I'm having trouble proving that the problem stated in the title is NP-complete, specifically by reduction from Hamiltonian circuit.
Intuitively it's clear - Hamiltonian circuit in one graph is NP-complete, and this problem can be thought of as "Hamiltonian circuit in at least one of several graphs", so an algorithm could check each graph for a circuit and return "yes" if at least one contains the circuit.
But, from an admittedly meticulous point of view, a reduction should be shown from one graph $A$ to graph $B$, s.t. graph $A$ has a Hamiltonian circuit iff graph $B$ has a component with a Hamiltonian circuit.
I believe that such a reduction would be near-trivial... What am I missing? Thanks :)

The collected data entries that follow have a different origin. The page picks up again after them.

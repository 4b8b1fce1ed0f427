use std::{io::Write, sync::Arc, time::Duration};

use anyhow::Result;
use tokio_stream::{wrappers::WatchStream, StreamExt};
use tokio_util::sync::CancellationToken;
use tracing::{debug, info};

use crate::{tracker::StepGoalTracker, utils::clock::Clock};

use super::dashboard::render_dashboard;

/// Prints the dashboard every time the tracker publishes a change and refreshes it every
/// `interval`, until `shutdown` is cancelled.
pub async fn watch_dashboard(
    tracker: Arc<StepGoalTracker>,
    clock: &dyn Clock,
    interval: Duration,
    shutdown: CancellationToken,
    mut output: impl Write,
    colored: bool,
) -> Result<()> {
    let mut updates = WatchStream::new(tracker.subscribe());

    tokio::select! {
        _ = shutdown.cancelled() => return Ok(()),
        _ = tracker.request_authorization() => (),
    }

    let mut refresh_point = clock.instant() + interval;
    loop {
        tokio::select! {
            _ = shutdown.cancelled() => {
                info!("Stopping dashboard");
                tracker.shutdown();
                return Ok(());
            }
            update = updates.next() => {
                let Some(state) = update else {
                    return Ok(());
                };
                let today = clock.local_time().date_naive();
                writeln!(output, "{}\n", render_dashboard(&state, today, colored))?;
                output.flush()?;
            }
            _ = clock.sleep_until(refresh_point) => {
                debug!("Scheduled refresh");
                refresh_point += interval;
                tracker.spawn_refresh();
            }
        }
    }
}
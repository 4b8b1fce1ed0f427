/// Lowest goal the tracker accepts. Smaller goals are raised to this value.
pub const MIN_DAILY_GOAL: u64 = 1000;
pub const DEFAULT_DAILY_GOAL: u64 = 10000;

/// Where [StepGoalState::current_steps] came from.
#[derive(Debug, Clone, Copy, PartialEq, Eq, Default)]
pub enum StepSource {
    /// Nothing has been fetched yet.
    #[default]
    Pending,
    /// Reported by the health-data provider.
    Recorded,
    /// Placeholder made up because the provider returned nothing. Not a real reading.
    Synthetic,
    /// Provider returned nothing and the tracker is configured to show that as-is.
    NoData,
}

/// State published by the tracker. Derived values are always computed from the stored fields.
#[derive(Debug, Clone, Copy, PartialEq)]
pub struct StepGoalState {
    pub current_steps: u64,
    pub daily_goal: u64,
    pub is_authorized: bool,
    pub source: StepSource,
}

impl Default for StepGoalState {
    fn default() -> Self {
        Self {
            current_steps: 0,
            daily_goal: DEFAULT_DAILY_GOAL,
            is_authorized: false,
            source: StepSource::Pending,
        }
    }
}

impl StepGoalState {
    /// Share of the goal walked so far, in `[0, 1]`.
    pub fn progress_percentage(&self) -> f64 {
        if self.daily_goal == 0 {
            return 0.;
        }
        (self.current_steps as f64 / self.daily_goal as f64).clamp(0., 1.)
    }

    pub fn is_goal_achieved(&self) -> bool {
        self.current_steps >= self.daily_goal
    }

    pub fn remaining_steps(&self) -> u64 {
        self.daily_goal.saturating_sub(self.current_steps)
    }
}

OK, so this a brave attempt at answering my own question:
Upon a graph $G$ (an input for Hamiltonian circuit), the reduction will check if $G$ has more than one connected components, and if so, will output a graph with only two vertices and one edge, i.e. with no Hamiltonian circuits anywhere. If $G$ has only one connected component, the reduction will output $G$.
The reduction takes polynomial time since finding the number of connected components takes polynomial time, and outputting the graphs clearly takes polynomial time.
Now, $G$ can contain a Hamiltonian circuit only if it has one connected component. So, $G$ has a Hamiltonian circuit <=> $G$ has a Hamiltonian circuit and only one connected component <=> the reduction outputted $G$.